= Goal of the exercise =
Every line of the material below, from the top through the line with "let mut values", should be reproduced exactly.
• • • • •
//! Running a query and turning the result set into rows of text.

use rusqlite::types::ValueRef;
use rusqlite::Connection;
use tracing::debug;

use crate::error::{DataError, Result};

/// A fully fetched result set
#[derive(Debug, Clone, Default, PartialEq, Eq)]
pub struct QueryRows {
    /// Result column names
    pub columns: Vec<String>,
    /// Row values rendered as text
    pub rows: Vec<Vec<String>>,
}

impl QueryRows {
    /// Width of the widest row
    pub fn max_cols(&self) -> usize {
        self.rows.iter().map(Vec::len).max().unwrap_or(0)
    }
}

/// Execute `sql` and fetch every row.
///
/// `NULL` renders as an empty string, reals without a fractional part
/// render as integers and blobs as `<n bytes>`.
pub fn query_rows(conn: &Connection, sql: &str) -> Result<QueryRows> {
    let sql = sql.trim();
    if sql.is_empty() {
        return Err(DataError::Query("no SQL statement given".to_string()));
    }

    let mut stmt = conn.prepare(sql)?;
    let columns: Vec<String> = stmt.column_names().iter().map(|c| c.to_string()).collect();
    let width = columns.len();

    let mut rows = Vec::new();
    let mut cursor = stmt.query([])?;
    while let Some(row) = cursor.next()? {
        let mut values = Vec::with_capacity(width);
        for i in 0..width {
            values.push(value_to_text(row.get_ref(i)?));
        }
        rows.push(values);
    }

    debug!(rows = rows.len(), columns = width, "query finished");
    Ok(QueryRows { columns, rows })
}

/// Render one SQL value as cell text
pub fn value_to_text(value: ValueRef<'_>) -> String {
    match value {
        ValueRef::Null => String::new(),
        ValueRef::Integer(i) => i.to_string(),
        ValueRef::Real(f) => {
            if f.fract() == 0.0 && f.is_finite() {
                format!("{:.0}", f)
            } else {
                f.to_string()
            }
        }
        ValueRef::Text(t) => String::from_utf8_lossy(t).into_owned(),
        ValueRef::Blob(b) => format!("<{} bytes>", b.len()),
    }
}

#[cfg(test)]
mod tests {
    use super::*;

    fn conn() -> Connection {
        let conn = Connection::open_in_memory().unwrap();
        conn.execute_batch(
            "CREATE TABLE t (a text, b real, c blob);
             INSERT INTO t VALUES ('x', 42.0, NULL);
             INSERT INTO t VALUES (NULL, 2.5, x'0102');",
        )
        .unwrap();
        conn
    }

    #[test]
    fn test_query_rows() {
        let result = query_rows(&conn(), "SELECT a, b, c FROM t ORDER BY b DESC").unwrap();

        assert_eq!(result.columns, vec!["a", "b", "c"]);
        assert_eq!(result.rows[0], vec!["x", "42", ""]);
        assert_eq!(result.rows[1], vec!["", "2.5", "<2 bytes>"]);
        assert_eq!(result.max_cols(), 3);
    }

    #[test]
    fn test_query_no_rows() {
        let result = query_rows(&conn(), "SELECT a FROM t WHERE 0").unwrap();
        assert_eq!(result.columns, vec!["a"]);
        assert!(result.rows.is_empty());
        assert_eq!(result.max_cols(), 0);
    }

    #[test]
    fn test_query_errors() {
        assert!(matches!(query_rows(&conn(), "  "), Err(DataError::Query(_))));
        assert!(matches!(
            query_rows(&conn(), "SELECT * FROM missing"),
            Err(DataError::Sqlite(_))
        ));
    }
}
• • • • •
= Result of this exercise =
//! Running a query and turning the result set into rows of text.

use rusqlite::types::ValueRef;
use rusqlite::Connection;
use tracing::debug;

use crate::error::{DataError, Result};

/// A fully fetched result set
#[derive(Debug, Clone, Default, PartialEq, Eq)]
pub struct QueryRows {
    /// Result column names
    pub columns: Vec<String>,
    /// Row values rendered as text
    pub rows: Vec<Vec<String>>,
}

impl QueryRows {
    /// Width of the widest row
    pub fn max_cols(&self) -> usize {
        self.rows.iter().map(Vec::len).max().unwrap_or(0)
    }
}

/// Execute `sql` and fetch every row.
///
/// `NULL` renders as an empty string, reals without a fractional part
/// render as integers and blobs as `<n bytes>`.
pub fn query_rows(conn: &Connection, sql: &str) -> Result<QueryRows> {
    let sql = sql.trim();
    if sql.is_empty() {
        return Err(DataError::Query("no SQL statement given".to_string()));
    }

    let mut stmt = conn.prepare(sql)?;
    let columns: Vec<String> = stmt.column_names().iter().map(|c| c.to_string()).collect();
    let width = columns.len();

    let mut rows = Vec::new();
    let mut cursor = stmt.query([])?;
    while let Some(row) = cursor.next()? {
        let mut values = Vec::with_capacity(width);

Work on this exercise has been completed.